The central dogma of molecular biology says that DNA is the basis for RNA, and RNA is the basis for protein. But nucleic acids and proteins are very different molecules. Nucleic acids are made up of 4 types of nucleotides, but proteins are made up of 20 different amino acids. How to translate information from the language of nucleic acids into the language of amino acids?
Genetic code
As you already know from previous topics (read topic Central dogma), proteins are assembled from amino acids during translation.
The system for how genetic information recorded in a sequence of nucleotides is turned into a sequence of amino acids that make up a functional protein is called the genetic code.
The ribosome is the organelle that all cells have to facilitate translation by moving along the messenger RNA chain, where it reads each group of three nucleotides and adds the correct amino acid to the growing polypeptide. These sets of 3 nucleotides are called codons or triplets and code for 1 amino acid.
The ribosome reads nucleotides in triplets, i.e., three at a time and puts an amino acid in place of the triplet. Because nucleic acids are made up of 4 different types of nucleotides (adenine, thymine (uracil in RNA), cytosine, guanine), and only 3 of them are required in a triplet, the number of all possible non-repeating, order-specific triplets for encoding amino acids is = 64. But only 20 essential amino acids are involved in protein synthesis. What does that mean? One amino acid can be encoded by different triplets sometimes, but one triplet only encodes one specific amino acid. Scientists have long known which triplet encodes which amino acid and have created a table summarizing the whole genetic code.
The genetic code table
Biologists will often need to manually decipher DNA sequences. To do this, they use a genetic code table.
It is quite simple to use. In the center is the nucleotide that will be first in the triplet, in the next circle — the second, and in the next circle is the third. in the last outer circle are abbreviations from the full names of amino acids. For example: CAU is Histidine (His). GUC — Valine (Val). AAA — lysine (Lys) and so on.
But, as you have already noticed, there are 3 strange STOP words in the table, corresponding to UAA, UAG, UGA. This is not a mistake, these are stop codons (termination codons). They do not code for an amino acid, their purpose is to tell the ribosome that protein synthesis ends at this point. Having stumbled upon it, one can understand that the translation must be interrupted for some reason. In addition to telling the ribosome when a correct protein is complete, the stop codons are also an effective method of dealing with errors that arise during the translation process (the "wrong" protein will simply not be synthesized because sooner or later a stop codon will accidentally form).

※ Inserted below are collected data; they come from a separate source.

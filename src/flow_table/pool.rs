use crate::error::{SdnError, SdnResult};

/// Opaque handle into a `Pool`. Reused once its slot is freed, so callers
/// must not keep a handle alive past a `free` call.
#[derive(Debug, Clone, Copy, PartialEq, Eq, Hash)]
pub struct PoolHandle(usize);

/// Bounded, index-reuse arena mirroring the original's `MEMB` allocator:
/// fixed capacity, never evicts, signals `PoolFull` once exhausted.
/// An index-based free list is the natural Rust analogue of the
/// original's pointer-linked free chunks.
pub struct Pool<T> {
    name: &'static str,
    capacity: usize,
    slots: Vec<Option<T>>,
    free: Vec<usize>,
}

impl<T> Pool<T> {
    pub fn new(name: &'static str, capacity: usize) -> Self {
        Pool {
            name,
            capacity,
            slots: Vec::with_capacity(capacity.min(64)),
            free: Vec::new(),
        }
    }

    pub fn alloc(&mut self, value: T) -> SdnResult<PoolHandle> {
        if let Some(idx) = self.free.pop() {
            self.slots[idx] = Some(value);
            return Ok(PoolHandle(idx));
        }
        if self.slots.len() >= self.capacity {
            return Err(SdnError::PoolFull { pool: self.name });
        }
        self.slots.push(Some(value));
        Ok(PoolHandle(self.slots.len() - 1))
    }

    pub fn get(&self, handle: PoolHandle) -> Option<&T> {
        self.slots.get(handle.0).and_then(|slot| slot.as_ref())
    }

    pub fn get_mut(&mut self, handle: PoolHandle) -> Option<&mut T> {
        self.slots.get_mut(handle.0).and_then(|slot| slot.as_mut())
    }

    pub fn free_handle(&mut self, handle: PoolHandle) -> Option<T> {
        let slot = self.slots.get_mut(handle.0)?;
        let value = slot.take()?;
        self.free.push(handle.0);
        Some(value)
    }

    pub fn len(&self) -> usize {
        self.slots.len() - self.free.len()
    }

    pub fn is_empty(&self) -> bool {
        self.len() == 0
    }

    pub fn capacity(&self) -> usize {
        self.capacity
    }
}

#[cfg(test)]
mod tests {
    use super::*;

    #[test]
    fn alloc_until_full_then_pool_full() {
        let mut pool: Pool<u32> = Pool::new("test", 2);
        let a = pool.alloc(1).unwrap();
        let _b = pool.alloc(2).unwrap();
        assert_eq!(pool.alloc(3), Err(SdnError::PoolFull { pool: "test" }));
        pool.free_handle(a);
        // freeing makes room again without evicting the surviving entry.
        let c = pool.alloc(4).unwrap();
        assert_eq!(*pool.get(c).unwrap(), 4);
        assert_eq!(*pool.get(_b).unwrap(), 2);
    }

    #[test]
    fn free_then_get_returns_none() {
        let mut pool: Pool<u32> = Pool::new("test", 4);
        let h = pool.alloc(10).unwrap();
        assert_eq!(pool.free_handle(h), Some(10));
        assert!(pool.get(h).is_none());
        assert!(pool.free_handle(h).is_none());
    }

    #[test]
    fn len_reflects_live_entries_only() {
        let mut pool: Pool<u32> = Pool::new("test", 4);
        assert!(pool.is_empty());
        let a = pool.alloc(1).unwrap();
        let _b = pool.alloc(2).unwrap();
        assert_eq!(pool.len(), 2);
        pool.free_handle(a);
        assert_eq!(pool.len(), 1);
    }
}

The AUG codon (sometimes GUG in bacteria) not only encodes the amino acids methionine (valine in case of GUG), but also initiates translation.
Properties of the genetic code
The genetic code has several properties. Some authors highlight more, but we will talk about the main ones, because the rest are one way or another a consequence of them.

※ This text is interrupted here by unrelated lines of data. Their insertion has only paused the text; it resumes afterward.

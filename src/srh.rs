//! C4: source-route emitter. Writes an IPv6 Routing Header + SDN source
//! routing header extension in front of an outgoing datagram, given an
//! ordered list of hop addresses.
//!
//! The original `sdn_ext_insert_srh` index arithmetic (pointer/offset
//! math over a raw `uip_buf`) traced out ambiguously by hand against a
//! few example routes — see DESIGN.md for the specific case that didn't
//! resolve cleanly. Rather than guess at a reconstruction, this emitter
//! is built directly from the closed-form in the specification (the
//! `ext_len` formula and the S5 worked example), which is unambiguous
//! and has a reference answer to test against; the manual byte-buffer
//! construction style below (explicit offsets, `copy_from_slice`) is
//! grounded on the reference crate's `flow_manager/packet_builder.rs`.

use crate::error::{SdnError, SdnResult};
use crate::logger::{self, BreadcrumbFlags};
use std::net::Ipv6Addr;

/// Fixed-size portion of a generic IPv6 Routing Header: next-header,
/// hdr-ext-len, routing-type, segments-left, plus 4 reserved bytes.
const RH_FIXED: usize = 8;
/// Fixed-size portion of the SDN source-routing extension: compression
/// byte, padding byte, 2 reserved bytes.
const SRH_FIXED: usize = 4;
/// `routing_type` value identifying an SDN source route.
pub const SDN_SRH_ROUTING_TYPE: u8 = 3;

#[derive(Debug, Clone, PartialEq, Eq)]
pub struct SrhRoute {
    /// Number of leading bytes shared with the original destination,
    /// in `0..=16`. Each encoded hop carries only its trailing
    /// `16 - compression` bytes.
    pub compression: u8,
    pub hops: Vec<Ipv6Addr>,
}

impl SrhRoute {
    pub fn new(compression: u8, hops: Vec<Ipv6Addr>) -> Self {
        SrhRoute { compression, hops }
    }

    pub fn len(&self) -> usize {
        self.hops.len()
    }

    fn suffix_len(&self) -> usize {
        16 - self.compression as usize
    }

    /// Unrounded extension length per §4.4: `RH_FIXED + SRH_FIXED +
    /// (n-1)*(16-c) + (16-c)`, i.e. `RH_FIXED + SRH_FIXED + n*(16-c)`.
    fn raw_ext_len(&self) -> usize {
        RH_FIXED + SRH_FIXED + self.len() * self.suffix_len()
    }

    fn padded_ext_len(&self) -> (usize, usize) {
        let raw = self.raw_ext_len();
        let padded = (raw + 7) / 8 * 8;
        (padded, padded - raw)
    }
}

/// Rewrites `packet` (a full IPv6 datagram: 40-byte fixed header,
/// optional extension headers, payload) to carry the source route.
/// `next_header` is the proto value currently in the IPv6 fixed header
/// (what the new Routing Header's `next` field should point at).
pub fn emit(packet: &mut Vec<u8>, next_header: u8, route: &SrhRoute) -> SdnResult<()> {
    const IPV6_FIXED_HEADER: usize = 40;
    if route.hops.is_empty() {
        return Err(SdnError::Malformed("source route has no hops".into()));
    }
    if packet.len() < IPV6_FIXED_HEADER {
        return Err(SdnError::Malformed("packet shorter than IPv6 fixed header".into()));
    }

    let (ext_len, padding) = route.padded_ext_len();
    let suffix_len = route.suffix_len();

    // 1. Shift existing extension headers + payload right by ext_len.
    let insert_at = IPV6_FIXED_HEADER;
    packet.resize(packet.len() + ext_len, 0);
    let end = packet.len() - ext_len;
    packet.copy_within(insert_at..end, insert_at + ext_len);
    let ext = &mut packet[insert_at..insert_at + ext_len];
    ext.fill(0);

    // 2. Routing Header fixed fields.
    ext[0] = next_header;
    ext[1] = ((ext_len - 8) / 8) as u8;
    ext[2] = SDN_SRH_ROUTING_TYPE;
    ext[3] = route.len() as u8;
    // ext[4..8] reserved, already zeroed.

    // 3. SDN source-routing header.
    let c = route.compression;
    ext[8] = (c << 4) | c;
    ext[9] = padding as u8;
    // ext[10..12] reserved, already zeroed.

    // 4. Address list, last hop written first: encode hops[1..] in
    // reverse order, trailing suffix_len bytes of each.
    let mut cursor = RH_FIXED + SRH_FIXED;
    for hop in route.hops[1..].iter().rev() {
        let bytes = hop.octets();
        let suffix = &bytes[16 - suffix_len..];
        ext[cursor..cursor + suffix_len].copy_from_slice(suffix);
        cursor += suffix_len;
    }

    // 5. New destination is the first hop.
    let first_hop = route.hops[0].octets();
    packet[24..40].copy_from_slice(&first_hop);

    // Increment IPv6 payload length (bytes 4..6 of the fixed header).
    let old_len = u16::from_be_bytes([packet[4], packet[5]]);
    let new_len = old_len.wrapping_add(ext_len as u16);
    packet[4..6].copy_from_slice(&new_len.to_be_bytes());

    logger::breadcrumb(
        BreadcrumbFlags::SRH,
        format!("emit hops={} ext_len={ext_len} padding={padding}", route.len()),
    );
    Ok(())
}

Triplicity means that one amino acid is always encoded by 3 nucleotides. There are 61 sense codons and 3 stop codons.
Degeneracy, or redundancy. The same information can be written in different ways, that is, the same amino acid can be coded for by several codons. Thus, the amino acid leucine can be encoded by six triplets — UUA, UUG, CUU, CUC, CUA, CUG. Valine is encoded by four triplets, phenylalanine by two, and only tryptophan and methionine are encoded by one codon. This redundancy is needed to reduce the probability of translation errors in the most frequently occurring amino acids. Their codons are similar, and if the UUG codon is accidentally entered in the case of UUA, there will be no error.

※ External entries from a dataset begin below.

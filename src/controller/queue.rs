//! C6: bounded ingress queue of copies of inbound southbound packets.
//! Grounded on the reference crate's bounded `VecDeque` idiom
//! (`flow_manager/state.rs`); a `crossbeam_channel` MPSC was considered
//! but dropped since the dispatch loop needs `head()` (peek without
//! removing) ahead of `remove()`, which a channel's `try_recv` does
//! not offer without an extra lookahead slot — see DESIGN.md.

use crate::controller::connector::ConnectorId;
use crate::error::{SdnError, SdnResult};
use std::collections::VecDeque;

#[derive(Debug, Clone, PartialEq)]
pub struct QueuedPacket {
    pub bytes: Vec<u8>,
    pub ext_len: usize,
    pub hop_count: u8,
    pub src: u16,
    pub connector: ConnectorId,
}

pub struct IngressQueue {
    capacity: usize,
    slots: VecDeque<QueuedPacket>,
}

impl IngressQueue {
    pub fn new(capacity: usize) -> Self {
        IngressQueue { capacity, slots: VecDeque::new() }
    }

    pub fn add(&mut self, connector: ConnectorId, src: u16, bytes: &[u8], ext_len: usize, hop_count: u8) -> SdnResult<()> {
        if self.slots.len() >= self.capacity {
            return Err(SdnError::PoolFull { pool: "controller.ingress_queue" });
        }
        self.slots.push_back(QueuedPacket { bytes: bytes.to_vec(), ext_len, hop_count, src, connector });
        Ok(())
    }

    pub fn head(&self) -> Option<&QueuedPacket> {
        self.slots.front()
    }

    pub fn remove(&mut self) -> Option<QueuedPacket> {
        self.slots.pop_front()
    }

    pub fn len(&self) -> usize {
        self.slots.len()
    }

    pub fn is_empty(&self) -> bool {
        self.slots.is_empty()
    }
}

#[cfg(test)]
mod tests {
    use super::*;

    #[test]
    fn fifo_order_matches_arrival_order() {
        let mut q = IngressQueue::new(4);
        q.add(ConnectorId::UsdnUdp, 1, &[1], 0, 0).unwrap();
        q.add(ConnectorId::UsdnUdp, 1, &[2], 0, 0).unwrap();
        assert_eq!(q.head().unwrap().bytes, vec![1]);
        assert_eq!(q.remove().unwrap().bytes, vec![1]);
        assert_eq!(q.remove().unwrap().bytes, vec![2]);
        assert!(q.remove().is_none());
    }

    #[test]
    fn full_queue_reports_pool_full() {
        let mut q = IngressQueue::new(1);
        q.add(ConnectorId::UsdnUdp, 1, &[1], 0, 0).unwrap();
        assert_eq!(
            q.add(ConnectorId::UsdnUdp, 1, &[2], 0, 0),
            Err(SdnError::PoolFull { pool: "controller.ingress_queue" })
        );
    }
}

Unambiguity tells us that each triplet corresponds to only one amino acid. Otherwise, during the translation of the same codon, different amino acids would appear in the chain, which would change the primary structure and properties of the protein, and complete chaos would reign in the body.
The non-overlapping of the genetic code is characteristic of most organisms. This means that one specific nucleotide cannot be part of 2 or more codons at the same time. That is, a sequence of 6 nucleotides will encode 2 amino acids, not 3, 4, or 5.
The universality of the genetic code means that, with few exceptions, codons code for the same amino acids in all living organisms. Thanks to this property, people have learned to force genetically modified bacteria to produce proteins that people need. For example, today this is how they make insulin for patients with diabetes.
Conclusion
Genes are responsible for the storage and transmission of biological information from generation to generation. There is a system of recording hereditary information called the genetic code. The genetic code has a number of properties: triplicity, degeneracy, unambiguity, non-overlapping, and universality.